Brett Sharman (born 18 January 1987) is a professional South African rugby footballer. His preferred position was at hooker.

== Early life ==
Sharman was born in Westville, Durban in 1987. He moved to Johannesburg where he attended Bryanston Primary School in Bryanston. He later attended Pretoria Boys High School in Pretoria South Africa and graduated in 2005 as First team captain and a school prefect. Brett received a Certificate in Sports Management through the University of Pretoria in 2006. In 2008 he went on to do a BCom in Transport and Logistics through the University of South Africa. After joining up with the Saints, Sharman managed to do a BA (Hons) in Business management and Leadership through the University of Northumbria and graduated in July 2013.

== Career ==
Sharman started his career at the Blue Bulls, where he came through the youth ranks and eventually made a breakthrough into the first team. He was a regular starter from the 2007 season onwards, playing a part in the final of the Vodacom Cup which the Blue Bulls won.

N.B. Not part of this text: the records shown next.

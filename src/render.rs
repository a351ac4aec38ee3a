use crate::error::Result;
use crate::geometry::curve::{Curve, SplineCurve};
use crate::math::{Point2, Vector2};
use crate::operations::query::PointAtArcLength;
use crate::solver::CycleOutput;
use crate::tessellation::{sample, TessellateCorridor, TessellationParams};

/// Outline of the marker car, nose along +X, in model units.
pub const CAR_MODEL: [(f64, f64); 3] = [(2.0, 0.0), (0.0, -1.0), (0.0, 1.0)];

/// An RGB color.
#[derive(Debug, Clone, Copy, PartialEq, Eq)]
pub struct Color {
    pub r: u8,
    pub g: u8,
    pub b: u8,
}

impl Color {
    pub const GRASS: Self = Self::rgb(0, 55, 0);
    pub const ASPHALT: Self = Self::rgb(128, 128, 128);
    pub const PATH: Self = Self::rgb(255, 255, 255);
    pub const RACING_LINE: Self = Self::rgb(0, 0, 255);
    pub const NODE: Self = Self::rgb(255, 0, 0);
    pub const CAR: Self = Self::rgb(0, 0, 0);

    /// Creates a color from its channels.
    #[must_use]
    pub const fn rgb(r: u8, g: u8, b: u8) -> Self {
        Self { r, g, b }
    }
}

/// A primitive draw request for the host renderer.
#[derive(Debug, Clone, PartialEq)]
pub enum DrawCommand {
    /// Fill the whole frame.
    Clear(Color),
    /// Fill a convex polygon.
    FillPolygon { points: Vec<Point2>, color: Color },
    /// Stroke a line segment.
    Line { from: Point2, to: Point2, color: Color },
    /// Plot a single point.
    Point { at: Point2, color: Color },
}

/// Consumer of draw requests: a window, an image, or a recording.
pub trait RenderSink {
    /// Draws one primitive.
    fn draw(&mut self, command: &DrawCommand);
}

impl RenderSink for Vec<DrawCommand> {
    fn draw(&mut self, command: &DrawCommand) {
        self.push(command.clone());
    }
}

/// Sampling and sizing used by [`compose_frame`].
#[derive(Debug, Clone, Copy)]
pub struct FrameStyle {
    /// Parameter step for plotting the path and racing line.
    pub curve_step: f64,
    /// Corridor fill density.
    pub corridor: TessellationParams,
    /// Half the side of the square drawn at each control point.
    pub node_half_size: f64,
    /// Scale applied to [`CAR_MODEL`].
    pub car_scale: f64,
}

impl Default for FrameStyle {
    fn default() -> Self {
        Self {
            curve_step: 0.005,
            corridor: TessellationParams::default(),
            node_half_size: 1.0,
            car_scale: 3.0,
        }
    }
}

/// Builds the draw list for one frame: grass, track corridor, reference
/// path, racing line, control points, then the car at `marker_distance`
/// along the racing line.
///
/// # Errors
///
/// Returns an error if sampling or the marker lookup fails (for example a
/// non-positive `curve_step`).
pub fn compose_frame(
    reference: &SplineCurve,
    output: &CycleOutput,
    marker_distance: f64,
    style: &FrameStyle,
) -> Result<Vec<DrawCommand>> {
    let mut commands = vec![DrawCommand::Clear(Color::GRASS)];

    let corridor =
        TessellateCorridor::new(&output.left_boundary, &output.right_boundary, style.corridor)
            .execute()?;
    commands.extend(corridor.triangles().map(|tri| DrawCommand::FillPolygon {
        points: tri.to_vec(),
        color: Color::ASPHALT,
    }));

    for (curve, color) in [(reference, Color::PATH), (&output.racing_line, Color::RACING_LINE)] {
        let end = curve.domain().t_max;
        commands.extend(
            sample(curve, 0.0, end, style.curve_step)?.map(|at| DrawCommand::Point { at, color }),
        );
    }

    let h = style.node_half_size;
    commands.extend(reference.points().iter().map(|cp| DrawCommand::FillPolygon {
        points: vec![
            Point2::new(cp.x - h, cp.y - h),
            Point2::new(cp.x + h, cp.y - h),
            Point2::new(cp.x + h, cp.y + h),
            Point2::new(cp.x - h, cp.y + h),
        ],
        color: Color::NODE,
    }));

    let car = PointAtArcLength::new(marker_distance).execute(&output.racing_line)?;
    commands.extend(
        car_wireframe(car.point, car.heading(), style.car_scale)
            .into_iter()
            .map(|(from, to)| DrawCommand::Line {
                from,
                to,
                color: Color::CAR,
            }),
    );

    Ok(commands)
}

/// Edges of [`CAR_MODEL`] rotated by `heading`, scaled and moved to
/// `position`.
#[must_use]
pub fn car_wireframe(position: Point2, heading: f64, scale: f64) -> Vec<(Point2, Point2)> {
    let (sin, cos) = heading.sin_cos();
    let place = |(x, y): (f64, f64)| {
        let (x, y) = (x * scale, y * scale);
        position + Vector2::new(cos * x - sin * y, sin * x + cos * y)
    };
    let n = CAR_MODEL.len();
    (0..n)
        .map(|i| (place(CAR_MODEL[i]), place(CAR_MODEL[(i + 1) % n])))
        .collect()
}

/// Sends every command to `sink` in order.
pub fn render_frame<S: RenderSink + ?Sized>(sink: &mut S, commands: &[DrawCommand]) {
    for command in commands {
        sink.draw(command);
    }
}
use crate::error::{GeometryError, Result};
use crate::geometry::curve::{Curve, SplineCurve};
use crate::math::{Point2, Vector2};

/// Position and unnormalized tangent of a curve at an arc-length distance.
#[derive(Debug, Clone, Copy, PartialEq)]
pub struct ArcLengthSample {
    /// Parameter the distance resolved to.
    pub t: f64,
    pub point: Point2,
    pub tangent: Vector2,
}

impl ArcLengthSample {
    /// Heading of the tangent in radians, measured from the +X axis.
    #[must_use]
    pub fn heading(&self) -> f64 {
        self.tangent.y.atan2(self.tangent.x)
    }
}

/// Locates the point a given distance along a spline, for placing a marker
/// that moves at constant speed.
///
/// On closed curves the distance wraps around the total length, so any
/// finite distance is accepted.
pub struct PointAtArcLength {
    distance: f64,
}

impl PointAtArcLength {
    /// Creates a new `PointAtArcLength` query.
    #[must_use]
    pub fn new(distance: f64) -> Self {
        Self { distance }
    }

    /// Executes the query against `curve`.
    ///
    /// # Errors
    ///
    /// - `GeometryError::StaleLengths` if the curve lengths are out of date
    /// - `GeometryError::Degenerate` if a closed curve has zero total length
    /// - `GeometryError::ParameterOutOfRange` if the distance is not finite,
    ///   or outside `[0, total_length]` on an open curve
    pub fn execute(&self, curve: &SplineCurve) -> Result<ArcLengthSample> {
        if !curve.lengths_valid() {
            return Err(GeometryError::StaleLengths.into());
        }
        let total = curve.total_length();
        let distance = if curve.is_closed() && self.distance.is_finite() {
            if total <= 0.0 {
                return Err(GeometryError::Degenerate("curve has zero length".to_owned()).into());
            }
            self.distance.rem_euclid(total)
        } else {
            self.distance
        };

        let t = curve.normalized_offset(distance)?;
        Ok(ArcLengthSample {
            t,
            point: curve.point_at(t)?,
            tangent: curve.gradient_at(t)?,
        })
    }
}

In December 2008, Sharman joined Northampton Saints, following Juandré Kruger who had joined the Saints from the Bulls a few months earlier.

Although he was born in South Africa he is a qualified British citizen and holds a British passport. He has expressed a desire to play for England rugby team in the future.

Sharman deputised for Dylan Hartley from 2008-9 to 2011-12. He was capped 67 times for the Saints, scoring two tries. In January 2012, Brett suffered a career changing knee injury, which required substantial surgery on his MCL and had a patellar reconstruction.

Sharman joined Bath Rugby in September 2012 on a short-term contract after being released from Northampton Saints following his long term knee injury and ongoing issues with the club due to racist Twitter posts regarding Olympic runner Mo Farah. Sharman won his first cap for Bath in the Amlin challenge cup against the Bucharest Wolves where he went to make 15 appearances for Bath. On 4 November 2014, he signed for Saracens until the end of the 2014–15 season.

Sharman is retired from rugby and living and working in South Africa.